ACTIVITY:
Wherever the word "BTreeMap" appears in a line of the records, copy that line.

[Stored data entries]
-- -- --
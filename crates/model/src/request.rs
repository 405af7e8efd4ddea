use crate::error::{MockgenError, Result};
use once_cell::sync::Lazy;
use regex::Regex;
use serde::{Deserialize, Serialize};
use std::collections::{BTreeMap, HashSet};
use std::path::{Path, PathBuf};

/// Import path of the call-expectation runtime the generated mocks delegate to
pub const DEFAULT_RUNTIME_IMPORT: &str = "github.com/golang/mock/gomock";

/// Go toolchain binary used when none is configured
pub const DEFAULT_GO: &str = "go";

/// Extraction strategy
#[derive(Debug, Clone, Copy, PartialEq, Eq, Serialize, Deserialize)]
#[serde(rename_all = "snake_case")]
pub enum Mode {
    /// Exported type metadata of a compiled library
    Reflect,

    /// Syntax tree of an uncompiled source file
    Source,
}

impl Mode {
    pub fn as_str(self) -> &'static str {
        match self {
            Mode::Reflect => "reflect",
            Mode::Source => "source",
        }
    }
}

/// Source file that is not mocked itself but helps resolve embedded interfaces
#[derive(Debug, Clone, PartialEq, Eq, Serialize, Deserialize)]
pub struct AuxFile {
    /// Import path of the package the file belongs to
    pub package: String,

    /// Path of the file on disk
    pub path: PathBuf,
}

/// What to read interfaces from
#[derive(Debug, Clone, PartialEq, Eq, Serialize, Deserialize)]
#[serde(tag = "mode", rename_all = "snake_case")]
pub enum Target {
    Reflect {
        /// Import path of the compiled library
        library: String,

        /// Pre-built package model archive; when absent the reflect program is run
        #[serde(default)]
        archive: Option<PathBuf>,

        /// Go toolchain binary used to run the reflect program
        #[serde(default = "default_go")]
        go: String,
    },
    Source {
        /// Go source file holding the interfaces
        source: PathBuf,

        /// Import path of the source file's package, if known
        #[serde(default)]
        library: Option<String>,

        /// Caller-supplied import table (name -> path)
        #[serde(default)]
        imports: BTreeMap<String, String>,

        /// Extra files used to resolve embedded interfaces
        #[serde(default)]
        aux_files: Vec<AuxFile>,
    },
}

fn default_go() -> String {
    DEFAULT_GO.to_string()
}

fn default_runtime_import() -> String {
    DEFAULT_RUNTIME_IMPORT.to_string()
}

impl Target {
    pub fn mode(&self) -> Mode {
        match self {
            Target::Reflect { .. } => Mode::Reflect,
            Target::Source { .. } => Mode::Source,
        }
    }

    /// Import path of the mocked package, when known
    pub fn library(&self) -> Option<&str> {
        match self {
            Target::Reflect { library, .. } => Some(library),
            Target::Source { library, .. } => library.as_deref(),
        }
    }

    /// Human readable description used in the generated `Source:` line
    pub fn describe(&self) -> String {
        match self {
            Target::Reflect { library, .. } => library.clone(),
            Target::Source { source, .. } => source
                .file_name()
                .map(|name| name.to_string_lossy().into_owned())
                .unwrap_or_else(|| source.display().to_string()),
        }
    }
}

/// A single, immutable description of one generation run
#[derive(Debug, Clone, PartialEq, Eq, Serialize, Deserialize)]
pub struct GenerationRequest {
    /// Where interfaces are read from
    pub target: Target,

    /// Interface names, in output order
    pub interfaces: Vec<String>,

    /// Package clause of the generated file
    pub package: String,

    /// Generated file path
    pub destination: PathBuf,

    /// License/copyright template prepended as comments
    #[serde(default)]
    pub copyright_file: Option<PathBuf>,

    /// Import path of the output package
    #[serde(default)]
    pub self_package: Option<String>,

    /// Interface name -> mock type name overrides
    #[serde(default)]
    pub mock_names: BTreeMap<String, String>,

    /// Import path of the call-expectation runtime
    #[serde(default = "default_runtime_import")]
    pub runtime_import: String,
}

impl GenerationRequest {
    /// Create a source-mode request with default options
    pub fn source(
        source: impl Into<PathBuf>,
        interfaces: Vec<String>,
        package: impl Into<String>,
        destination: impl Into<PathBuf>,
    ) -> Self {
        Self::with_target(
            Target::Source {
                source: source.into(),
                library: None,
                imports: BTreeMap::new(),
                aux_files: Vec::new(),
            },
            interfaces,
            package,
            destination,
        )
    }

    /// Create a reflect-mode request reading a pre-built archive
    pub fn reflect(
        library: impl Into<String>,
        archive: Option<PathBuf>,
        interfaces: Vec<String>,
        package: impl Into<String>,
        destination: impl Into<PathBuf>,
    ) -> Self {
        Self::with_target(
            Target::Reflect {
                library: library.into(),
                archive,
                go: default_go(),
            },
            interfaces,
            package,
            destination,
        )
    }

    fn with_target(
        target: Target,
        interfaces: Vec<String>,
        package: impl Into<String>,
        destination: impl Into<PathBuf>,
    ) -> Self {
        Self {
            target,
            interfaces,
            package: package.into(),
            destination: destination.into(),
            copyright_file: None,
            self_package: None,
            mock_names: BTreeMap::new(),
            runtime_import: default_runtime_import(),
        }
    }

    /// Load a request from a TOML file
    pub fn from_toml_file(path: &Path) -> Result<Self> {
        let text = std::fs::read_to_string(path)?;
        Self::from_toml_str(&text)
            .map_err(|e| MockgenError::invalid_request(format!("{}: {e}", path.display())))
    }

    pub fn from_toml_str(text: &str) -> std::result::Result<Self, toml::de::Error> {
        toml::from_str(text)
    }

    pub fn mode(&self) -> Mode {
        self.target.mode()
    }

    /// Name of the mock type generated for an interface
    pub fn mock_name(&self, interface: &str) -> String {
        self.mock_names
            .get(interface)
            .cloned()
            .unwrap_or_else(|| format!("Mock{interface}"))
    }

    /// Validate the request
    pub fn validate(&self) -> Result<()> {
        if self.interfaces.is_empty() {
            return Err(MockgenError::invalid_request(
                "at least one interface name is required",
            ));
        }

        let mut seen = HashSet::new();
        for name in &self.interfaces {
            if !is_identifier(name) {
                return Err(MockgenError::invalid_request(format!(
                    "interface name {name:?} is not a valid identifier"
                )));
            }
            if !seen.insert(name.as_str()) {
                return Err(MockgenError::invalid_request(format!(
                    "interface {name} requested more than once"
                )));
            }
        }

        let mut mocks = HashSet::new();
        for name in &self.interfaces {
            let mock = self.mock_name(name);
            if !is_identifier(&mock) {
                return Err(MockgenError::invalid_request(format!(
                    "mock name {mock:?} for interface {name} is not a valid identifier"
                )));
            }
            if !mocks.insert(mock.clone()) {
                return Err(MockgenError::invalid_request(format!(
                    "mock name {mock} is used for more than one interface"
                )));
            }
        }

        for key in self.mock_names.keys() {
            if !self.interfaces.contains(key) {
                return Err(MockgenError::invalid_request(format!(
                    "mock name given for interface {key}, which was not requested"
                )));
            }
        }

        if !is_identifier(&self.package) || self.package == "_" {
            return Err(MockgenError::invalid_request(format!(
                "package name {:?} is not a valid identifier",
                self.package
            )));
        }

        if self.destination.as_os_str().is_empty() {
            return Err(MockgenError::invalid_request("destination path is empty"));
        }

        if self.runtime_import.is_empty() {
            return Err(MockgenError::invalid_request("runtime import path is empty"));
        }

        match &self.target {
            Target::Reflect { library, go, .. } => {
                if library.is_empty() {
                    return Err(MockgenError::invalid_request(
                        "reflect mode requires a library import path",
                    ));
                }
                if go.is_empty() {
                    return Err(MockgenError::invalid_request("go binary is empty"));
                }
            }
            Target::Source {
                source, imports, ..
            } => {
                if source.as_os_str().is_empty() {
                    return Err(MockgenError::invalid_request(
                        "source mode requires a source file",
                    ));
                }
                for name in imports.keys() {
                    if !is_identifier(name) {
                        return Err(MockgenError::invalid_request(format!(
                            "import name {name:?} is not a valid identifier"
                        )));
                    }
                }
            }
        }

        Ok(())
    }
}

/// Whether `name` is a Go identifier
pub fn is_identifier(name: &str) -> bool {
    static IDENT: Lazy<Regex> =
        Lazy::new(|| Regex::new(r"^[\p{L}_][\p{L}\p{Nd}_]*$").expect("identifier regex"));
    IDENT.is_match(name)
}

/// Whether `name` is exported (starts with an upper-case letter)
pub fn is_exported(name: &str) -> bool {
    name.chars().next().is_some_and(char::is_uppercase)
}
-- -- --
RESULT OF THIS TASK:
use std::collections::{BTreeMap, HashSet};
        imports: BTreeMap<String, String>,
    pub mock_names: BTreeMap<String, String>,
                imports: BTreeMap::new(),
            mock_names: BTreeMap::new(),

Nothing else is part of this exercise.